*** Opening PROVIDED DATA ***

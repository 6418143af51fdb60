use super::types::PageId;

/// Size of a page in bytes (4 KB)
pub const PAGE_SIZE: usize = 4096;

/// Invalid page ID constant
pub const INVALID_PAGE_ID: PageId = PageId(-1);

/// The well-known page holding (index name, root page id) records
pub const HEADER_PAGE_ID: PageId = PageId(0);

/// Default buffer pool size (number of frames)
pub const DEFAULT_BUFFER_POOL_SIZE: usize = 10;
pub mod btree_index;
pub mod btree_iterator;
pub mod btree_page;
pub mod key_comparator;

pub use btree_index::BPlusTree;
pub use btree_iterator::BTreeIterator;
pub use btree_page::{
    BTreePage, BTreePageMut, BTreePageType, InternalPage, InternalPageRef, LeafPage, LeafPageRef,
};
pub use key_comparator::{
    decode_integer_key, encode_integer_key, BytewiseComparator, IntegerComparator, KeyComparator,
};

*** Closing PROVIDED DATA ***

**DESCRIPTION OF THE TASK:** Your answer must consist only of the lines from the one containing "pub use btree_index::BPlusTree;" through the last line of the data above, both included, exactly as written.

**OUTPUT OF THE EXERCISE:**
pub use btree_index::BPlusTree;
pub use btree_iterator::BTreeIterator;
pub use btree_page::{
    BTreePage, BTreePageMut, BTreePageType, InternalPage, InternalPageRef, LeafPage, LeafPageRef,
};
pub use key_comparator::{
    decode_integer_key, encode_integer_key, BytewiseComparator, IntegerComparator, KeyComparator,
};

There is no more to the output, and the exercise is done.